■ What this task involves ■
Please copy each line of the records below that includes the word "TransactionStatus".

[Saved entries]
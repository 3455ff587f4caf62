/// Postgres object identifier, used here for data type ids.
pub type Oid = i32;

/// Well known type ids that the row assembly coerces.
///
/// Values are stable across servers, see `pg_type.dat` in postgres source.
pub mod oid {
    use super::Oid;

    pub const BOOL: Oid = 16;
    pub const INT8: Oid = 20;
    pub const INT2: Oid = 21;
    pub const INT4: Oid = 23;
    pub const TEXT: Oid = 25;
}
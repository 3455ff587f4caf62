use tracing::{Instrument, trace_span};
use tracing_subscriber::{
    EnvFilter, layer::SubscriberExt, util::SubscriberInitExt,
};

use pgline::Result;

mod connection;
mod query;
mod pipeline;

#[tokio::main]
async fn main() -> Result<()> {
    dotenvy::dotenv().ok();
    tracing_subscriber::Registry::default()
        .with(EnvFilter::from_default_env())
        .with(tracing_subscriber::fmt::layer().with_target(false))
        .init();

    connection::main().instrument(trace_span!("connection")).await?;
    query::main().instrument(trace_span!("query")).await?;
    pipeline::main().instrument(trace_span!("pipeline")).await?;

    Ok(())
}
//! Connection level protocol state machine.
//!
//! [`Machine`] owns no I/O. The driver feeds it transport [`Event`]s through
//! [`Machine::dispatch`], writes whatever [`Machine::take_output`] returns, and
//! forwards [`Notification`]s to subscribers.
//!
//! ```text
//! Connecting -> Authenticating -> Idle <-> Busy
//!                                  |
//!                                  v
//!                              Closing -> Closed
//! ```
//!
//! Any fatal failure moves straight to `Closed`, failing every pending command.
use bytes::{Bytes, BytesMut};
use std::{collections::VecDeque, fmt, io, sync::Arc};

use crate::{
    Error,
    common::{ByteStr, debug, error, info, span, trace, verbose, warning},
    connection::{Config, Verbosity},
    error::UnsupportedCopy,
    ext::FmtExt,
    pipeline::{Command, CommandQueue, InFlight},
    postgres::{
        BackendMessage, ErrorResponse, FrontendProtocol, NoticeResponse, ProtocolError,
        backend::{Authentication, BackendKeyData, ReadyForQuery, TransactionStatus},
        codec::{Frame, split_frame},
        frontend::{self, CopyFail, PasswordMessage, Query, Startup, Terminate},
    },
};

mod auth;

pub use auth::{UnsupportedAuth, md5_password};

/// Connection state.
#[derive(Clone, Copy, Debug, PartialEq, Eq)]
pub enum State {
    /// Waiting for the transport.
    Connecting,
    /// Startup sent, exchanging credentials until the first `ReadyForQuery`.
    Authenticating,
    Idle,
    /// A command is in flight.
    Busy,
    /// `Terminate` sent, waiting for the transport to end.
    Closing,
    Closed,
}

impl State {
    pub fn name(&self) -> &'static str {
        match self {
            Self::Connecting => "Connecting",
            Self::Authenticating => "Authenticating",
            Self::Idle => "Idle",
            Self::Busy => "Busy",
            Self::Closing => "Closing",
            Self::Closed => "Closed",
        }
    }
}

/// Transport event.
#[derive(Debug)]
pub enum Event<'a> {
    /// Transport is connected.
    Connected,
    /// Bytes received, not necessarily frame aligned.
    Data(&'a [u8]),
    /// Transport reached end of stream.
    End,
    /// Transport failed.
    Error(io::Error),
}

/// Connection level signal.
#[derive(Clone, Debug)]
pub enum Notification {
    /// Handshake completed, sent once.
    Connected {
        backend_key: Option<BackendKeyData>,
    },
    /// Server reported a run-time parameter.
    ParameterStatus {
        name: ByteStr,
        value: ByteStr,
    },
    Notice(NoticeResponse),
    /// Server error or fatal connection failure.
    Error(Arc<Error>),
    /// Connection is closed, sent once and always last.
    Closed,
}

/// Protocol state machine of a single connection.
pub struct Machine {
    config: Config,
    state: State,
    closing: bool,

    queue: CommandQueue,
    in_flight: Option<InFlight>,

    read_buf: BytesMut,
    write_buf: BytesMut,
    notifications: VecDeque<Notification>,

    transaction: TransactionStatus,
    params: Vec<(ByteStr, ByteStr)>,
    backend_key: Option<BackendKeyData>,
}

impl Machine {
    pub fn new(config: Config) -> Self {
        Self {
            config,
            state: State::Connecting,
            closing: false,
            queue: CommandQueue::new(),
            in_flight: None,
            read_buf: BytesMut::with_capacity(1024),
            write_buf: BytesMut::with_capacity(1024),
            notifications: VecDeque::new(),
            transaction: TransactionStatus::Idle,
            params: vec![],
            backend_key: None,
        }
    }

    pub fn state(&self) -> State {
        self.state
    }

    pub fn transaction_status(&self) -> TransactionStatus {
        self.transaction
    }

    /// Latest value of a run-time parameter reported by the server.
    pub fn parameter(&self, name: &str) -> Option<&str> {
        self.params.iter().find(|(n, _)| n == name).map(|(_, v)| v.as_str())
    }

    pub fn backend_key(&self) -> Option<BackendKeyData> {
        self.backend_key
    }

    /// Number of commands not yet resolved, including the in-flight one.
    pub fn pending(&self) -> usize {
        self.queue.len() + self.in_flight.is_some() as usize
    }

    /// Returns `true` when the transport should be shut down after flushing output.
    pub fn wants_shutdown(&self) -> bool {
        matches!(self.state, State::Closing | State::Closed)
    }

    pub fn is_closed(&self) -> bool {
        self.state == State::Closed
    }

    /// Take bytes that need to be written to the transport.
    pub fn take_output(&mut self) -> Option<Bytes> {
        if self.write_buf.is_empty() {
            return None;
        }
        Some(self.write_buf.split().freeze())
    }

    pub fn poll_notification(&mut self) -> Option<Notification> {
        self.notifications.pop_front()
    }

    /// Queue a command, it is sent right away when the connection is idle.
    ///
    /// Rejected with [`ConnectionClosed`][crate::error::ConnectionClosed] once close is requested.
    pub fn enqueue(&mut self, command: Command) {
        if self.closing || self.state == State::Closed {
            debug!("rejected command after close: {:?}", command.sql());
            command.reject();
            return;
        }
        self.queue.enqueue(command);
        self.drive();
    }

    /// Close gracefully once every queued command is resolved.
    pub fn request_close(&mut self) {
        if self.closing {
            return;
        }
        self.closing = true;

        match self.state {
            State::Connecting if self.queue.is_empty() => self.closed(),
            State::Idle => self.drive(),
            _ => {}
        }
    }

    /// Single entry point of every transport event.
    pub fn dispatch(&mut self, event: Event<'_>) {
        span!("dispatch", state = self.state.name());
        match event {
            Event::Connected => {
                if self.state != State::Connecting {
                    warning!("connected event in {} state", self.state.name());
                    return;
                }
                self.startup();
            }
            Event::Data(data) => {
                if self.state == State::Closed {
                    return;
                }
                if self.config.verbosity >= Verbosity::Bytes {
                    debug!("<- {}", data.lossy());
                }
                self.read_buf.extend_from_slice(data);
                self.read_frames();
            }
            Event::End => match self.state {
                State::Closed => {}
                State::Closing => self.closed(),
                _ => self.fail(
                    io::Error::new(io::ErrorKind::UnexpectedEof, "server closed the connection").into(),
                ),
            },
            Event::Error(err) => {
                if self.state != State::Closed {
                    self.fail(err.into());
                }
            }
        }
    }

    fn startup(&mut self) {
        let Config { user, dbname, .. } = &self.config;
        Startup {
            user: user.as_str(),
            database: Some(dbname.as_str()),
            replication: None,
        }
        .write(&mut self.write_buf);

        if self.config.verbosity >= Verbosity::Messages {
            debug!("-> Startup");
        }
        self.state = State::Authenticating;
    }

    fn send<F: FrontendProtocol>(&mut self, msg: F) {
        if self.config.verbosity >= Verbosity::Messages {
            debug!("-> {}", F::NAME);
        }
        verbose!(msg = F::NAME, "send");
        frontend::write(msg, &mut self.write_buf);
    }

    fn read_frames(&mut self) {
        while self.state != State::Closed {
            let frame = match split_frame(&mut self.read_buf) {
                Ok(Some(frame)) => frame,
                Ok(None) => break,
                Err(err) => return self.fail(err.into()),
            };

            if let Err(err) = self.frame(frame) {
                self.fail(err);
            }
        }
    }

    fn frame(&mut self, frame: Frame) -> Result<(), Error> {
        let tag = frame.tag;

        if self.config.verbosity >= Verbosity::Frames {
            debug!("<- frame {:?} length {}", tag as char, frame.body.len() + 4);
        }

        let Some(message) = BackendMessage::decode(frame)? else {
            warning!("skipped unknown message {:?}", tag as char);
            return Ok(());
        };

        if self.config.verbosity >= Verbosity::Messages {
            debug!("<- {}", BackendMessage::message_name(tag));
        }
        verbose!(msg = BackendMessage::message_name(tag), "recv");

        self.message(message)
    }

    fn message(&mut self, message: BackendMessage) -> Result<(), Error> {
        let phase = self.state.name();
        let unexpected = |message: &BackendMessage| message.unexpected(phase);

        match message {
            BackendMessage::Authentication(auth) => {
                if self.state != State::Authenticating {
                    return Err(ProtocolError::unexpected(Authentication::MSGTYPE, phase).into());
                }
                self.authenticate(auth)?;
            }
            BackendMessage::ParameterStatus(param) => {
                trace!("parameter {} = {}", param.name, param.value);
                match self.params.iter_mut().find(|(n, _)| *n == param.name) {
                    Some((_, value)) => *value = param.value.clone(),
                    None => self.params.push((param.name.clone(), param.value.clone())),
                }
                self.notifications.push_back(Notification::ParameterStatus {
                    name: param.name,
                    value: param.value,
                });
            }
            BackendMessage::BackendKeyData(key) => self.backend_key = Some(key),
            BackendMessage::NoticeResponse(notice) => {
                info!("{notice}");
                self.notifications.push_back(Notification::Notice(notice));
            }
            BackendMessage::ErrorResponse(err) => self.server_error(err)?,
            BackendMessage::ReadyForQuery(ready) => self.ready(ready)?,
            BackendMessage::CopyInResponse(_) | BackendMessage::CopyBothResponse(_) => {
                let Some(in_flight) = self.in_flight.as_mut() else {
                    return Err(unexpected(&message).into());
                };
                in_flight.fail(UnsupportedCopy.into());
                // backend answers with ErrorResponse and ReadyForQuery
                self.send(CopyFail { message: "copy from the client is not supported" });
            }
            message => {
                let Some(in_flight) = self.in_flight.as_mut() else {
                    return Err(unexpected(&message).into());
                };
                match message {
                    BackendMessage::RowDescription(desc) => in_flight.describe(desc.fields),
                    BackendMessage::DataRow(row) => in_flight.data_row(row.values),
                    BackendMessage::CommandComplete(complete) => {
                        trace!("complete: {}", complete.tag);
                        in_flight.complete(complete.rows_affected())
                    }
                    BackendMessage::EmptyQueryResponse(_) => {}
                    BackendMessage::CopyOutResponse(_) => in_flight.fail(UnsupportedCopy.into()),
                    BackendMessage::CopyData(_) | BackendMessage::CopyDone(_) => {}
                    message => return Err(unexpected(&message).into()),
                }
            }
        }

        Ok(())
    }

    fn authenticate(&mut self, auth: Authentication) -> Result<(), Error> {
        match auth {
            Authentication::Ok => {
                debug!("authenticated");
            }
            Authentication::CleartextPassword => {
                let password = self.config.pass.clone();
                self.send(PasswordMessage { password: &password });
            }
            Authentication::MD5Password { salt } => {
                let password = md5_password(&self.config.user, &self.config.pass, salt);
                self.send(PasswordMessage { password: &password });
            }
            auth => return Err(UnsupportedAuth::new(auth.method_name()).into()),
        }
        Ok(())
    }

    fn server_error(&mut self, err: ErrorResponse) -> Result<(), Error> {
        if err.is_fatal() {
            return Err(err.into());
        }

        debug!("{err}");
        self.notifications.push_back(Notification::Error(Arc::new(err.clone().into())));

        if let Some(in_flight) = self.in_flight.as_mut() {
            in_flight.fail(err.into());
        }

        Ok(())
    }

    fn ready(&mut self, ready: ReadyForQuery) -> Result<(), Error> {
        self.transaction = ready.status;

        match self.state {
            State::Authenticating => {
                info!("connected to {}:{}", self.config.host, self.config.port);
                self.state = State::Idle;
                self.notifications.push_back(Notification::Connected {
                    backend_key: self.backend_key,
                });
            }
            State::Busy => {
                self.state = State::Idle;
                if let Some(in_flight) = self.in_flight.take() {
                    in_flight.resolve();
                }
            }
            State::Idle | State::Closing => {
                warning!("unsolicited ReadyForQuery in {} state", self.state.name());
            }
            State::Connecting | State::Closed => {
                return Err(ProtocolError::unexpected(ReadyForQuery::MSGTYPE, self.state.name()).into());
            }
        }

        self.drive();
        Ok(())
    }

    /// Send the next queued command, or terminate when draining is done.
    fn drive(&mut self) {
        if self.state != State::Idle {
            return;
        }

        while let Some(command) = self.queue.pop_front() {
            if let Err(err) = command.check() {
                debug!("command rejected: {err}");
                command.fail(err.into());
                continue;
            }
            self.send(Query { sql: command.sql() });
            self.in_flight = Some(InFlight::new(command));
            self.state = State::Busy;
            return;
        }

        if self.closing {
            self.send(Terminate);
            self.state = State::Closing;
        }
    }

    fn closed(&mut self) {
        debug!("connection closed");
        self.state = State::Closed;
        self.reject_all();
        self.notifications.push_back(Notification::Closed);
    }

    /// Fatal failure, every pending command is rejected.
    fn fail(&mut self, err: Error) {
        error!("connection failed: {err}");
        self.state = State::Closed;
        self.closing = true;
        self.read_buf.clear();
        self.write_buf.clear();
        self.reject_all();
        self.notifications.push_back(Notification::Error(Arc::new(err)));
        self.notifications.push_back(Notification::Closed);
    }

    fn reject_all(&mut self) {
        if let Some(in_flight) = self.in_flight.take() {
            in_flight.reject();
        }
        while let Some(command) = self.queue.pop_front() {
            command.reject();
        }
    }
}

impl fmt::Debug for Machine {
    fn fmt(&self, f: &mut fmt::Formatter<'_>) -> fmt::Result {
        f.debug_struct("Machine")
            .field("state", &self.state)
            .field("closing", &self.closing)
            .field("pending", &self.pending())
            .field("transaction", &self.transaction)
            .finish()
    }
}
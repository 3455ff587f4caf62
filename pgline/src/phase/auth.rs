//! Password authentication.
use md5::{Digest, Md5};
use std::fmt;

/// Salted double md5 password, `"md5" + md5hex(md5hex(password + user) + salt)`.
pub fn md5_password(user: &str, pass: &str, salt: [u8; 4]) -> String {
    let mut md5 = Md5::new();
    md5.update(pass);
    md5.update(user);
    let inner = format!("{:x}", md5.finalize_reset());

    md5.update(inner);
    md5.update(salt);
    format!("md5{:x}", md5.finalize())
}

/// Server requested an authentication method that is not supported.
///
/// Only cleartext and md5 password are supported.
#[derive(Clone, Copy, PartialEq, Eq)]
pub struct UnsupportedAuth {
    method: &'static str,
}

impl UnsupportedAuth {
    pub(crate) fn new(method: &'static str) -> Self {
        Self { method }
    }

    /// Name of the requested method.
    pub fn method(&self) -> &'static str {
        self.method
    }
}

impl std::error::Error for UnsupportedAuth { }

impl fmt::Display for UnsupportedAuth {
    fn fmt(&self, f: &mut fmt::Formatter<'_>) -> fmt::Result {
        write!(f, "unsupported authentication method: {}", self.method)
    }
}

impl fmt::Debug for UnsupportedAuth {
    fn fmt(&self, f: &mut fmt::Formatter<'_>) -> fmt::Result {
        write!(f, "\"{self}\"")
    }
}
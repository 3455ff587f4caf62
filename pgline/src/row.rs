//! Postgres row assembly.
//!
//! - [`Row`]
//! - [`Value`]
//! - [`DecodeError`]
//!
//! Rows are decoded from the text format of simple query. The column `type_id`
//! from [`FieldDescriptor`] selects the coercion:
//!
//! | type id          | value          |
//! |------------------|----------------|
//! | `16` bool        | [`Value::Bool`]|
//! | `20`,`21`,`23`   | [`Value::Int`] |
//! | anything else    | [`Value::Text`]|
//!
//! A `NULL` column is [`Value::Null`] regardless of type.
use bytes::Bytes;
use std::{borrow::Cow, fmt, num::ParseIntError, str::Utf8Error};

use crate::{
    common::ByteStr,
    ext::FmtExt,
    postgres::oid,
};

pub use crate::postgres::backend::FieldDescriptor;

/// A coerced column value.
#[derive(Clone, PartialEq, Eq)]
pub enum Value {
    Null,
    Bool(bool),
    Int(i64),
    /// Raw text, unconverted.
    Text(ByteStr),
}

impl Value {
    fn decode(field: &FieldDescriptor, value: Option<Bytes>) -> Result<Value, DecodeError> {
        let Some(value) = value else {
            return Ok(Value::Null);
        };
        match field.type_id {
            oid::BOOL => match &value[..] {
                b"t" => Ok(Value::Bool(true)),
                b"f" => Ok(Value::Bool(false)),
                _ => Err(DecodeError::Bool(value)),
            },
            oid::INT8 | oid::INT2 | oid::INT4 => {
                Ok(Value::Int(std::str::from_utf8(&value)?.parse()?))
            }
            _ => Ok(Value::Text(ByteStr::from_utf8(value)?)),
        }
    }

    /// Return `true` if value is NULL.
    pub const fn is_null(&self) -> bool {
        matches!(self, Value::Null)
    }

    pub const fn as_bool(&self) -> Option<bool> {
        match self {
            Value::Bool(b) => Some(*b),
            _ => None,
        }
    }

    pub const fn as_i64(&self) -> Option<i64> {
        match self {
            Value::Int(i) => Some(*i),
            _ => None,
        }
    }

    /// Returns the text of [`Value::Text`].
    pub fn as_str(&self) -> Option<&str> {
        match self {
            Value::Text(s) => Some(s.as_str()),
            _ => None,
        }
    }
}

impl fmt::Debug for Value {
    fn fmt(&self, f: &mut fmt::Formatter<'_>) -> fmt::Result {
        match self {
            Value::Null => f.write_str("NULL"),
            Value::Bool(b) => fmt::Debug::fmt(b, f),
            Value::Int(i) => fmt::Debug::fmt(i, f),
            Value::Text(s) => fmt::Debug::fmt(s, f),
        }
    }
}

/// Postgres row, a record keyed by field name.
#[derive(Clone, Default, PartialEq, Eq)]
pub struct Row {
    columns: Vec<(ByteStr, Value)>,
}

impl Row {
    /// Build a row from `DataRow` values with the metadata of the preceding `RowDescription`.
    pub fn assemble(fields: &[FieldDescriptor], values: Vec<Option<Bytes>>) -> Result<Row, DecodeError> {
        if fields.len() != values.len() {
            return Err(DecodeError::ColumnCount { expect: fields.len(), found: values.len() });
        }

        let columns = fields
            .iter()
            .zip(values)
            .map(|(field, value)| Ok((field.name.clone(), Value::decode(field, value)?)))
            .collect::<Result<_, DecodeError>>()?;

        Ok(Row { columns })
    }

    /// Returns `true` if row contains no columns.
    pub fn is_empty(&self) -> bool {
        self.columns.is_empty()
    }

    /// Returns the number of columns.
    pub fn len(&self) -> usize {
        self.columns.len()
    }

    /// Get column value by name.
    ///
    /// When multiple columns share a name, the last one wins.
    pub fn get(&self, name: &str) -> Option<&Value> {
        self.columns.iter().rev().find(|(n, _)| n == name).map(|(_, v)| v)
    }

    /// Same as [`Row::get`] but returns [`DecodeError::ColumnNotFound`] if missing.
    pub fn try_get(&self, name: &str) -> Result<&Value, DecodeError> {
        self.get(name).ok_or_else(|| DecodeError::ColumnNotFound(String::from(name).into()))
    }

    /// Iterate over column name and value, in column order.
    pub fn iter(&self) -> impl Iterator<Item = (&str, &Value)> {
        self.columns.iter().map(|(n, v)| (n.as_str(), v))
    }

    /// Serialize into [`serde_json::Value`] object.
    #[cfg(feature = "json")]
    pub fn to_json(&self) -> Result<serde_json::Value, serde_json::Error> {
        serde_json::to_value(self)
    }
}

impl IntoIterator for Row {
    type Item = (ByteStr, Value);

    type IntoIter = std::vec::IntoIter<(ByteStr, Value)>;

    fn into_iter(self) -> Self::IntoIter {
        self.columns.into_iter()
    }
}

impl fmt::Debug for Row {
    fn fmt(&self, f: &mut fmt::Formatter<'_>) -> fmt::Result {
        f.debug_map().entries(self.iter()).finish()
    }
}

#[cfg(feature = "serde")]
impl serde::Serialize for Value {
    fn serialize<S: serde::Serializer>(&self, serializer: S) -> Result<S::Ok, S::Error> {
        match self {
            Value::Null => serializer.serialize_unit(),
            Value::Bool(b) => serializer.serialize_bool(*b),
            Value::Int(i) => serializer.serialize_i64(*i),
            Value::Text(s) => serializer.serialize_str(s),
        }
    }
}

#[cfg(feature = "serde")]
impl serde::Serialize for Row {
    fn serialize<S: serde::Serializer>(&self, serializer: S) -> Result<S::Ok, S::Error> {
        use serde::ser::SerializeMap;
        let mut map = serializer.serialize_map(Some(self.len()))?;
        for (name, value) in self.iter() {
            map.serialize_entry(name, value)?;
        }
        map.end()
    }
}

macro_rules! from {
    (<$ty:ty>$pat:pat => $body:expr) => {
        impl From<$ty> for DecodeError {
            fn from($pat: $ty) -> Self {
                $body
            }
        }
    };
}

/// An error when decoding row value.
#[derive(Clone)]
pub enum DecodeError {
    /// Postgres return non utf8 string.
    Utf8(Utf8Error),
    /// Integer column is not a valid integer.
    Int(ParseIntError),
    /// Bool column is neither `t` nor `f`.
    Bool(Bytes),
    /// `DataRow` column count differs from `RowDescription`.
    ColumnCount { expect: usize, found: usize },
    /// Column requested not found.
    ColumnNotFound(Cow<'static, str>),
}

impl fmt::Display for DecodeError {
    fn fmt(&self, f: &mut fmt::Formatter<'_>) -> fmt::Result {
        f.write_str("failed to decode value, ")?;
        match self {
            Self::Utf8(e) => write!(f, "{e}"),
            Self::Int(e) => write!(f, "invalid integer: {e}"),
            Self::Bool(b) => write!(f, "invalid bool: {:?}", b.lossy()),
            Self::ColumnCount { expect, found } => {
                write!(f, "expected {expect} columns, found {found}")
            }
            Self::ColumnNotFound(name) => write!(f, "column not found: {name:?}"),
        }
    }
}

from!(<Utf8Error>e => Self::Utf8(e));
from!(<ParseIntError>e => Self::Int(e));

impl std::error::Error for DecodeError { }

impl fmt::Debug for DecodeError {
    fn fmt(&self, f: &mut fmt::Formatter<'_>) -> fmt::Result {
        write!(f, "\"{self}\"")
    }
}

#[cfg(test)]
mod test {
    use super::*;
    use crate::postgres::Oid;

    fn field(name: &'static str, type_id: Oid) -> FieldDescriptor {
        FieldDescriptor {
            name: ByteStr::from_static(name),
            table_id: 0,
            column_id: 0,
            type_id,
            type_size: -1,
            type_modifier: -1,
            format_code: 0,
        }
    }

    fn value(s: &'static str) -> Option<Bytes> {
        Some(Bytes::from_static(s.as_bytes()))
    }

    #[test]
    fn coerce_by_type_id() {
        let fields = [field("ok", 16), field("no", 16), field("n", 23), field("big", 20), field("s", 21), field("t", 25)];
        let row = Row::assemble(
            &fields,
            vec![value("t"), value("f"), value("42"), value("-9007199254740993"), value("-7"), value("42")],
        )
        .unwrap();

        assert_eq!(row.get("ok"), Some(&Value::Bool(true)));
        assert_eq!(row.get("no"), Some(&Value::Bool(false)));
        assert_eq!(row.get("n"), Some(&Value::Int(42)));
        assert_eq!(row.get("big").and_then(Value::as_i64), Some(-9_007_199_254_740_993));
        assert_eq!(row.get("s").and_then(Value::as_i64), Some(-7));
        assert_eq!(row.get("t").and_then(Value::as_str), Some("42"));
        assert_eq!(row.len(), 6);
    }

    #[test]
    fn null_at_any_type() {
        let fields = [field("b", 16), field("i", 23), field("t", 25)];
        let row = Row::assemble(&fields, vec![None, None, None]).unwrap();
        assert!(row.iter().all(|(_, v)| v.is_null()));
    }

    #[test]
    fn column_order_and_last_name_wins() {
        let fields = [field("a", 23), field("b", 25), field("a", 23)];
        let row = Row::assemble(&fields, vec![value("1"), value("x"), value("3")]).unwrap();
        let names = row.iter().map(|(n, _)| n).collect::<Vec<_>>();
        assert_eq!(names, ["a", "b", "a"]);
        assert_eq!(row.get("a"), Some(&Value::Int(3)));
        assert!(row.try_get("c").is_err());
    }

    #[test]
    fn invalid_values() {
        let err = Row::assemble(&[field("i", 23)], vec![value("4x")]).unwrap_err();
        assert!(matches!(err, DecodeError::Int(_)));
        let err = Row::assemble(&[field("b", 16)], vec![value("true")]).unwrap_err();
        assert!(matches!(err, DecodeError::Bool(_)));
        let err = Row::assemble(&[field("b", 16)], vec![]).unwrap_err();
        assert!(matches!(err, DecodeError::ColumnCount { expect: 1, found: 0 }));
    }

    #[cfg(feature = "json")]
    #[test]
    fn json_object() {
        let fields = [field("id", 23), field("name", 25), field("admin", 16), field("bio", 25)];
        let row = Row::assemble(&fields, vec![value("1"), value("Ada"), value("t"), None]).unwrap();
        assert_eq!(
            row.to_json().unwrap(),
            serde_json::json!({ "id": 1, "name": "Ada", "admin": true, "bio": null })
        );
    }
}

■ Result ■
        backend::{Authentication, BackendKeyData, ReadyForQuery, TransactionStatus},
    transaction: TransactionStatus,
            transaction: TransactionStatus::Idle,
    pub fn transaction_status(&self) -> TransactionStatus {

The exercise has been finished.